Les économies des 19 pays de la zone euro ralentissent au 3ème trimestre.
La croissance du PIB s‘établit à 0.4% contre 0.3% au deuxième trimestre.
L‘écart, certes léger, est jugé décevant par les analystes, qui tablaient sur le même rythme de croissance qu’au 2ème trimestre.

Si la France, d’ordinaire à la traîne, a amorcé un redémarrage avec 0.3% de croissance du PIB au 3ème trimestre, voire “une nouvelle phase” selon les termes du ministre des Finances Michel Sapin, l’Allemagne observe quant à elle un ralentissement, répercussion de la baisse de l’activité en Chine.

En revanche l’Espagne tire cette croissance vers le haut, avec un bond de son PIB de 0.8%, tandis que l’Italie progresse moins que prévu à 0.2%.

La Grèce, enfin, voit son économie se contracter de 0.5 points de PIB, alors que le pays a imposé troisième trimestre un contrôle des capitaux qui est toujours en vigueur.

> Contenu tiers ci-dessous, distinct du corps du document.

#[cfg(test)]
mod tests {
    use super::*;
    use glam::Vec3;
    use parking_lot::Condvar;

    /// Append-only store with a gate that can hold jobs at their first
    /// `len()` call, for deterministic in-flight scenarios
    struct TestStore {
        positions: RwLock<Vec<Vec3>>,
        revision: AtomicU64,
        held: Mutex<bool>,
        released: Condvar,
    }

    impl TestStore {
        fn with_points(n: usize) -> Arc<Self> {
            let positions = (0..n as u64)
                .map(|i| {
                    let h = |k: u64| {
                        let mut x = i.wrapping_mul(k).wrapping_add(0x9e37_79b9_7f4a_7c15);
                        x ^= x >> 30;
                        x = x.wrapping_mul(0xbf58_476d_1ce4_e5b9);
                        (x & 0xffff) as f32 / 655.35
                    };
                    Vec3::new(h(3), h(7), h(13))
                })
                .collect();
            Arc::new(Self {
                positions: RwLock::new(positions),
                revision: AtomicU64::new(1),
                held: Mutex::new(false),
                released: Condvar::new(),
            })
        }

        fn append(&self, p: Vec3) {
            self.positions.write().push(p);
            self.revision.fetch_add(1, Ordering::SeqCst);
        }

        fn hold_jobs(&self) {
            *self.held.lock() = true;
        }

        fn release_jobs(&self) {
            *self.held.lock() = false;
            self.released.notify_all();
        }
    }

    impl ElementStore for TestStore {
        fn len(&self) -> usize {
            let mut held = self.held.lock();
            while *held {
                self.released.wait(&mut held);
            }
            drop(held);
            self.positions.read().len()
        }

        fn position(&self, index: usize) -> Vec3 {
            self.positions.read()[index]
        }

        fn revision(&self) -> u64 {
            self.revision.load(Ordering::SeqCst)
        }
    }

    #[derive(Default)]
    struct CountingObserver {
        started: AtomicU64,
        completed: AtomicU64,
        failed: AtomicU64,
    }

    impl SortObserver for CountingObserver {
        fn sort_started(&self) {
            self.started.fetch_add(1, Ordering::SeqCst);
        }
        fn sort_completed(&self, _d: Duration) {
            self.completed.fetch_add(1, Ordering::SeqCst);
        }
        fn sort_failed(&self, _e: &PipelineError) {
            self.failed.fetch_add(1, Ordering::SeqCst);
        }
    }

    fn wait_until(timeout: Duration, f: impl Fn() -> bool) -> bool {
        let deadline = Instant::now() + timeout;
        while Instant::now() < deadline {
            if f() {
                return true;
            }
            std::thread::sleep(Duration::from_millis(2));
        }
        f()
    }

    fn camera() -> CameraSnapshot {
        CameraSnapshot::new(Vec3::ZERO, Vec3::Z)
    }

    fn fast_config() -> SortConfig {
        SortConfig {
            min_sort_interval: Duration::ZERO,
            interaction_grace: Duration::ZERO,
            // Force the counting path so these tests exercise the full
            // engine regardless of scene size
            strategy: SortStrategy::Counting,
            ..SortConfig::default()
        }
    }

    fn assert_permutation(indices: &[i32], n: usize) {
        assert_eq!(indices.len(), n);
        let mut seen = vec![false; n];
        for &i in indices {
            assert!(!seen[i as usize]);
            seen[i as usize] = true;
        }
    }

    #[test]
    fn test_first_sort_publishes_permutation() {
        let store = TestStore::with_points(500);
        let scheduler = SortScheduler::new(Arc::clone(&store), fast_config());
        let observer = Arc::new(CountingObserver::default());
        scheduler.set_observer(observer.clone());

        assert!(scheduler.active_indices().is_none());
        scheduler.request_resort(&camera());

        assert!(wait_until(Duration::from_secs(2), || {
            scheduler.stats().sorts_completed == 1
        }));
        let active = scheduler.active_indices().unwrap();
        assert_permutation(&active, 500);
        drop(active);

        assert_eq!(observer.started.load(Ordering::SeqCst), 1);
        assert_eq!(observer.completed.load(Ordering::SeqCst), 1);
        assert_eq!(observer.failed.load(Ordering::SeqCst), 0);
        assert_eq!(scheduler.stats().last_element_count, 500);
    }

    #[test]
    fn test_idempotent_without_data_or_camera_change() {
        let store = TestStore::with_points(300);
        let scheduler = SortScheduler::new(Arc::clone(&store), fast_config());

        scheduler.request_resort(&camera());
        assert!(wait_until(Duration::from_secs(2), || {
            scheduler.stats().sorts_completed == 1
        }));

        // Same revision, same camera: not warranted
        scheduler.request_resort(&camera());
        std::thread::sleep(Duration::from_millis(50));
        assert_eq!(scheduler.stats().sorts_completed, 1);
        assert_eq!(scheduler.stats().requests_dropped, 0);

        // Camera moved beyond the position epsilon: warranted again
        let moved = CameraSnapshot::new(Vec3::new(1.0, 0.0, 0.0), Vec3::Z);
        scheduler.request_resort(&moved);
        assert!(wait_until(Duration::from_secs(2), || {
            scheduler.stats().sorts_completed == 2
        }));
    }

    #[test]
    fn test_revision_bump_mid_job_triggers_follow_up() {
        let store = TestStore::with_points(100);
        let scheduler = SortScheduler::new(Arc::clone(&store), fast_config());

        store.hold_jobs();
        scheduler.request_resort(&camera());
        // The revision snapshot was taken at launch; this append lands
        // mid-job from the scheduler's point of view
        store.append(Vec3::splat(9.0));
        store.release_jobs();

        assert!(wait_until(Duration::from_secs(2), || {
            scheduler.stats().sorts_completed == 2
        }));
        std::thread::sleep(Duration::from_millis(50));
        // Exactly one follow-up, and the final order covers the append
        assert_eq!(scheduler.stats().sorts_completed, 2);
        let active = scheduler.active_indices().unwrap();
        assert_permutation(&active, 101);
    }

    #[test]
    fn test_concurrency_bound_drops_third_request() {
        let store = TestStore::with_points(200);
        let scheduler = SortScheduler::new(Arc::clone(&store), fast_config());

        store.hold_jobs();
        scheduler.request_resort(&camera());
        scheduler.request_resort(&camera());
        scheduler.request_resort(&camera());
        assert_eq!(scheduler.stats().requests_dropped, 1);
        store.release_jobs();

        assert!(wait_until(Duration::from_secs(2), || {
            scheduler.stats().sorts_completed == 2
        }));

        // No buffer leaked: one active, one retired, nothing else
        scheduler.begin_frame();
        assert_eq!(scheduler.handoff.retired_count(), 0);
        assert_eq!(scheduler.index_pool.outstanding(), 1);
        assert_eq!(scheduler.index_pool.idle_count(), 1);
    }

    #[test]
    fn test_interaction_mode_loosens_then_finalizes() {
        let store = TestStore::with_points(300);
        let scheduler = SortScheduler::new(Arc::clone(&store), fast_config());

        scheduler.request_resort(&camera());
        assert!(wait_until(Duration::from_secs(2), || {
            scheduler.stats().sorts_completed == 1
        }));

        scheduler.begin_interaction();
        // Beyond the normal epsilon (0.01) but inside the interaction
        // epsilon (0.05): suppressed while interacting
        let nudged = CameraSnapshot::new(Vec3::new(0.02, 0.0, 0.0), Vec3::Z);
        scheduler.request_resort(&nudged);
        std::thread::sleep(Duration::from_millis(50));
        assert_eq!(scheduler.stats().sorts_completed, 1);

        // Leaving interaction schedules the final full-quality sort
        scheduler.end_interaction();
        scheduler.request_resort(&nudged);
        assert!(wait_until(Duration::from_secs(2), || {
            scheduler.stats().sorts_completed == 2
        }));
    }

    #[test]
    fn test_empty_store() {
        let store = TestStore::with_points(0);
        let scheduler = SortScheduler::new(Arc::clone(&store), fast_config());
        scheduler.sort_blocking(&camera()).unwrap();
        let active = scheduler.active_indices().unwrap();
        assert!(active.is_empty());
    }

    #[test]
    fn test_sort_blocking_runs_inline() {
        let store = TestStore::with_points(2_000);
        let config = SortConfig {
            weighted_bins: true,
            ..fast_config()
        };
        let scheduler = SortScheduler::new(Arc::clone(&store), config);
        scheduler.sort_blocking(&camera()).unwrap();
        assert_eq!(scheduler.stats().sorts_completed, 1);
        let active = scheduler.active_indices().unwrap();
        assert_permutation(&active, 2_000);
    }

    #[test]
    fn test_reads_overlap_sorting() {
        // Consumer reads while jobs run; lengths must always match a
        // published element count, never a partial buffer
        let store = TestStore::with_points(1_000);
        let scheduler = SortScheduler::new(Arc::clone(&store), fast_config());
        scheduler.sort_blocking(&camera()).unwrap();

        let reader = {
            let scheduler = Arc::clone(&scheduler);
            let stop = Arc::new(std::sync::atomic::AtomicBool::new(false));
            let flag = Arc::clone(&stop);
            let handle = std::thread::spawn(move || {
                while !flag.load(Ordering::Relaxed) {
                    if let Some(active) = scheduler.active_indices() {
                        assert_eq!(active.len(), 1_000);
                    }
                }
            });
            (handle, stop)
        };

        for i in 0..20 {
            let cam = CameraSnapshot::new(Vec3::new(i as f32, 0.0, 0.0), Vec3::Z);
            scheduler.sort_blocking(&cam).unwrap();
            scheduler.begin_frame();
        }

        reader.1.store(true, Ordering::Relaxed);
        reader.0.join().unwrap();
    }
}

“Au troisième trimestre, nous voyons un fort ralentissement de la croissance et qui a continué dans les premiers mois 4ème trimestre, et si vous regardez les exportations allemandes, les commandes d’usine, la production, tout cet ensemble représente un tableau assez sombre”, commente Nick Parsons, chef de la stratégie sur les changes de la Banque nationale d’Australie (NAB).

Ces résultats devraient donner du grain à moudre aux gouverneurs de la Banque centrale européenne (BCE), censés se réunir le 3 décembre. Il est question d’assouplir la politique monétaire européenne, s’agissant notamment du programme d’achat de dettes publiques et privées

“La Banque centrale européenne (BCE) a trois armes qu’elle peut éventuellement dégainer. Elle peut changer le cours de la monnaie, elle peut agir sur le volume d’actifs achetés et sur la période d’achats. Je ne pense pas qu’elle va actionner ces leviers dans leur capacité maximale, tout simplement parce qu’elle ne voudra pas griller toutes ses cartouches”, reprend Nick Parsons.

La BCE pourrait en effet augmenter le montant de ses rachats mensuels d’actifs de 60 milliards à 80 milliards, et prolonger son programme dit d’assouplissement quantitatif (QE) au-delà de l‘échéance prévue de septembre 2016.